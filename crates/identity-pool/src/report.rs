//! Reporter interface for pool state changes and request outcomes
//!
//! The core never prints. It hands every event to a `Reporter`; the binary
//! decides how to present them. `TracingReporter` is the default sink.

use std::fmt;

use serde::Serialize;
use tracing::{debug, info, warn};

use crate::classify::FailureKind;
use crate::identity::{Identity, Tag};

/// Why an identity-acquisition attempt produced no entry.
#[derive(Debug, Clone, Copy, PartialEq, Eq, Serialize)]
#[serde(rename_all = "snake_case")]
pub enum RejectReason {
    /// Circuit rotation or control-port authentication failed
    ControlChannel,
    /// The fresh session could not be built
    SessionBuild,
    /// The exit address could not be learned
    ExitProbe,
    /// The exit address is already claimed
    Duplicate,
    /// The liveness probe failed
    Validation,
}

impl RejectReason {
    pub fn label(&self) -> &'static str {
        match self {
            RejectReason::ControlChannel => "control_channel",
            RejectReason::SessionBuild => "session_build",
            RejectReason::ExitProbe => "exit_probe",
            RejectReason::Duplicate => "duplicate",
            RejectReason::Validation => "validation",
        }
    }
}

/// Structured pool and dispatch events.
#[derive(Debug, Clone, PartialEq, Eq, Serialize)]
#[serde(tag = "event", rename_all = "snake_case")]
pub enum PoolEvent {
    CacheLoaded {
        cached: usize,
        used: usize,
    },
    CacheUnavailable {
        error: String,
    },
    CacheWriteFailed {
        error: String,
    },
    CachedIdentityRestored {
        identity: Identity,
        tag: Tag,
    },
    CachedIdentityPruned {
        identity: Identity,
    },
    IdentityAcquired {
        identity: Identity,
        tag: Tag,
        attempt: u32,
    },
    IdentityRejected {
        identity: Option<Identity>,
        attempt: u32,
        reason: RejectReason,
    },
    IdentityEvicted {
        identity: Identity,
        reason: FailureKind,
    },
    EntryQueued {
        identity: Identity,
        tag: Tag,
        queued: usize,
        requested: usize,
    },
    PrepareShortfall {
        prepared: usize,
        requested: usize,
    },
    RequestStarted {
        request: usize,
        worker: usize,
        identity: Identity,
        attempt: u32,
    },
    RequestSucceeded {
        request: usize,
        worker: usize,
        status: u16,
        bytes: usize,
        attempts: u32,
    },
    RequestRetrying {
        request: usize,
        worker: usize,
        attempt: u32,
        reason: FailureKind,
        status: Option<u16>,
    },
    RequestFailed {
        request: usize,
        worker: usize,
        reason: FailureKind,
        attempts: u32,
    },
}

impl fmt::Display for PoolEvent {
    fn fmt(&self, f: &mut fmt::Formatter<'_>) -> fmt::Result {
        match self {
            PoolEvent::CacheLoaded { cached, used } => {
                write!(f, "Loaded {cached} cached sessions ({used} known identities)")
            }
            PoolEvent::CacheUnavailable { error } => {
                write!(f, "Cache unavailable, starting empty: {error}")
            }
            PoolEvent::CacheWriteFailed { error } => write!(f, "Error saving cache: {error}"),
            PoolEvent::CachedIdentityRestored { identity, tag } => {
                write!(f, "Initialized cached session - IP: {identity}, Tag: {tag}")
            }
            PoolEvent::CachedIdentityPruned { identity } => {
                write!(f, "Removed invalid cached session - IP: {identity}")
            }
            PoolEvent::IdentityAcquired {
                identity,
                tag,
                attempt,
            } => write!(
                f,
                "Acquired identity {identity} (tag {tag}) on attempt {attempt}"
            ),
            PoolEvent::IdentityRejected {
                identity: Some(identity),
                attempt,
                reason,
            } => write!(
                f,
                "IP {identity} rejected ({}) on attempt {attempt}, getting new identity...",
                reason.label()
            ),
            PoolEvent::IdentityRejected {
                identity: None,
                attempt,
                reason,
            } => write!(
                f,
                "Identity attempt {attempt} failed ({}), retrying...",
                reason.label()
            ),
            PoolEvent::IdentityEvicted { identity, reason } => {
                write!(f, "Evicted identity {identity} ({})", reason.label())
            }
            PoolEvent::EntryQueued {
                identity,
                tag,
                queued,
                requested,
            } => write!(
                f,
                "Prepared session {queued}/{requested} - IP: {identity}, Tag: {tag}"
            ),
            PoolEvent::PrepareShortfall {
                prepared,
                requested,
            } => write!(
                f,
                "Only prepared {prepared} of {requested} sessions; more will be acquired on demand"
            ),
            PoolEvent::RequestStarted {
                request,
                worker,
                identity,
                attempt,
            } => write!(
                f,
                "Request {request} (worker {worker}) - attempt {attempt} using IP {identity}"
            ),
            PoolEvent::RequestSucceeded {
                request,
                worker,
                status,
                bytes,
                ..
            } => write!(
                f,
                "Request {request} (worker {worker}) - Status Code: {status}, Response Length: {bytes} bytes"
            ),
            PoolEvent::RequestRetrying {
                request,
                worker,
                attempt,
                reason,
                status,
            } => {
                write!(
                    f,
                    "Request {request} (worker {worker}) - attempt {attempt} failed ({}",
                    reason.label()
                )?;
                if let Some(status) = status {
                    write!(f, " {status}")?;
                }
                write!(f, "), getting new identity...")
            }
            PoolEvent::RequestFailed {
                request,
                worker,
                reason,
                attempts,
            } => write!(
                f,
                "Request {request} (worker {worker}) - failed after {attempts} attempts ({})",
                reason.label()
            ),
        }
    }
}

/// Receives pool events. Implementations must not block.
pub trait Reporter: Send + Sync {
    fn report(&self, event: &PoolEvent);
}

/// Logs every event through `tracing`.
#[derive(Debug, Default, Clone, Copy)]
pub struct TracingReporter;

impl Reporter for TracingReporter {
    fn report(&self, event: &PoolEvent) {
        match event {
            PoolEvent::CacheUnavailable { .. }
            | PoolEvent::CacheWriteFailed { .. }
            | PoolEvent::PrepareShortfall { .. }
            | PoolEvent::RequestFailed { .. } => warn!(?event, "{event}"),
            PoolEvent::IdentityRejected { .. } | PoolEvent::RequestStarted { .. } => {
                debug!(?event, "{event}")
            }
            _ => info!(?event, "{event}"),
        }
    }
}
//! Identity pool for anonymized HTTP requests
//!
//! Keeps a set of distinct Tor exit identities, each bound to its own HTTP
//! session, and hands them to dispatch workers so that no two concurrent
//! requests ever leave through the same exit. Identities that fail, get
//! rate limited or hit server errors are evicted and replaced.
//!
//! Identity lifecycle:
//! 1. Startup: cached identities are rebuilt and revalidated, stale ones pruned
//! 2. `prepare(n)` queues cached entries first, then fresh ones from the factory
//! 3. A worker checks out an entry with `acquire_next()` and sends its request
//! 4. Success → `release()` puts the entry back at the tail of the queue
//! 5. Transport failure, 429 or 5xx → `evict()` and retry on a fresh identity
//! 6. Every bookkeeping change rewrites the on-disk cache

pub mod cache;
pub mod classify;
pub mod dispatch;
pub mod error;
pub mod factory;
pub mod identity;
pub mod pool;
pub mod queue;
pub mod report;
pub mod validator;

#[cfg(test)]
pub(crate) mod testing;

pub use cache::{CacheRecord, CachedSession, IdentityCache};
pub use classify::{AttemptResult, FailureKind, classify_send, classify_status};
pub use dispatch::{
    DispatchSettings, Dispatcher, RequestAction, RequestEvent, RequestOutcome, RequestResult,
    RequestState, handle_event,
};
pub use error::{Error, IdentityError, Result};
pub use factory::{FactorySettings, IdentityFactory};
pub use identity::{Identity, PoolEntry, Tag};
pub use pool::{PoolSettings, SessionPool};
pub use queue::WorkQueue;
pub use report::{PoolEvent, RejectReason, Reporter, TracingReporter};
pub use validator::Validator;
//! Secret wrapper for sensitive values

use std::fmt;
use std::path::Path;
use zeroize::Zeroize;

/// Sensitive value - redacted in Debug/Display/logs
pub struct Secret<T: Zeroize>(T);

impl<T: Zeroize> Secret<T> {
    /// Create a new secret value
    pub fn new(value: T) -> Self {
        Self(value)
    }

    /// Expose the inner value (use sparingly)
    pub fn expose(&self) -> &T {
        &self.0
    }
}

impl Secret<String> {
    /// Read a secret from a file, trimming surrounding whitespace.
    ///
    /// Returns `Ok(None)` when the file holds only whitespace.
    pub fn from_file(path: &Path) -> std::io::Result<Option<Self>> {
        let mut raw = std::fs::read_to_string(path)?;
        let trimmed = raw.trim().to_owned();
        raw.zeroize();
        if trimmed.is_empty() {
            return Ok(None);
        }
        Ok(Some(Self(trimmed)))
    }
}

impl<T: Zeroize> fmt::Debug for Secret<T> {
    fn fmt(&self, f: &mut fmt::Formatter<'_>) -> fmt::Result {
        write!(f, "[REDACTED]")
    }
}

impl<T: Zeroize> fmt::Display for Secret<T> {
    fn fmt(&self, f: &mut fmt::Formatter<'_>) -> fmt::Result {
        write!(f, "[REDACTED]")
    }
}

impl<T: Zeroize> Drop for Secret<T> {
    fn drop(&mut self) {
        self.0.zeroize();
    }
}

impl<T: Zeroize + Clone> Clone for Secret<T> {
    fn clone(&self) -> Self {
        Self(self.0.clone())
    }
}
***
> DESCRIPTION OF THE TASK: Only lines that hold the string "classify" belong in the answer, so copy every one of them from the records.

> TASK OUTPUT:
use crate::classify::FailureKind;
pub mod classify;
pub use classify::{AttemptResult, FailureKind, classify_send, classify_status};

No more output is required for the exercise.